The Lebensborn (Fount of Life Society) was founded in December 1935 by Reichsführer-SS Heinrich Himmler. Many people think Himmler got the idea for this experiment in "accelerated evolution" from his short-lived career as a chicken farmer in the early 1920s. But, in actuality, Himmler was a member of an occult group called the Artamen, which drew its inspiration from both esoteric and "racial hygiene" sources.

 

In the Nineteenth Century, Sir Edward Bulwer-Lytton wrote a novel called Vril, or The Coming Race, which talked about humanity taking charge of its own evolution and developing "the new race." Elena Petrovna von Hahn Blavatsky, better known as Madame Blavatsky, elaborated on the idea in her two-volume book, The Secret Doctrine.

 

The purpose of the society was to care particularly for unmarried mothers of good blood made pregnant by SS or police officers and men and to allow them to have their children in private. These were then placed with SS families who wanted to adopt a child, or efforts were made to induce the father to shoulder his responsibilities and marry the girl.


At first the Lebensborn was under the Rasse-und- Siedlungshauptamt (Race and Settlement Main Office), Sippenamt (Family and Clan Office) division. The first home was opened at Steinhöring, not far from Munich, in 1936.

 

In 1938, Himmler took personal control of the Lebensborn and placed Dr. Max Sollmann in charge.

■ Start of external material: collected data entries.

//! `rls` extension client for a host editor's LSP framework.
//!
//! The host editor owns the transport, session lifecycle and UI. This crate
//! supplies what is specific to the Rust Language Server: the startup gate
//! on the `rustup` launcher, the `rustDocument/implementations` request and
//! its results panel, and the status messages raised by the server's build
//! and diagnostics notifications.
//!
//! Everything the host provides is reached through the collaborator traits in
//! [`host`] and [`session`], so the logic here can be exercised against
//! in-memory fakes without an editor or a running server.
#![deny(missing_docs)]

pub mod client;
pub mod command;
mod errors;
pub mod host;
pub mod integration;
pub mod notifications;
pub mod protocol;
pub mod render;
pub mod session;
pub mod telemetry;
pub mod toolchain;

#[cfg(test)]
mod tests;

pub use client::ExtensionClient;
pub use command::{CommandEvent, CommandUnavailable, InvocationSnapshot};
pub use errors::ExtensionError;
pub use host::{AppendOptions, EditorHost, ResultsPanel, View, ViewId, Window, WindowId};
pub use integration::RlsIntegration;
pub use notifications::{NotificationPayload, NotificationRelay, ServerNotification};
pub use protocol::{
    DocumentPosition, Implementations, JsonRpcMessage, JsonRpcNotification, JsonRpcRequest,
    JsonRpcResponse, JsonRpcServerRequest, RequestId, build_implementations_request,
};
pub use render::{ImplementationsListing, RenderError, RenderedLine, relative_display_path};
pub use session::{IMPLEMENTATION_PROVIDER, Session, SessionError};
pub use toolchain::{ExecutableLookup, SearchPathLookup, is_toolchain_available};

Himmler introduced the principle of racial selection and special marriage laws which would ensure the systematic coupling of people of "high value." Stories spread that Lebensborn maternity homes were little more than stud farms where young girls selected for their perfect Nordic traits could procreate with SS officers for the Reich, or, as the word went, 'to present the Führer with a child' which were better cared for than in maternity homes for married mothers, reflecting Himmler's obsession with creating a race of "supermen" by means of breeding.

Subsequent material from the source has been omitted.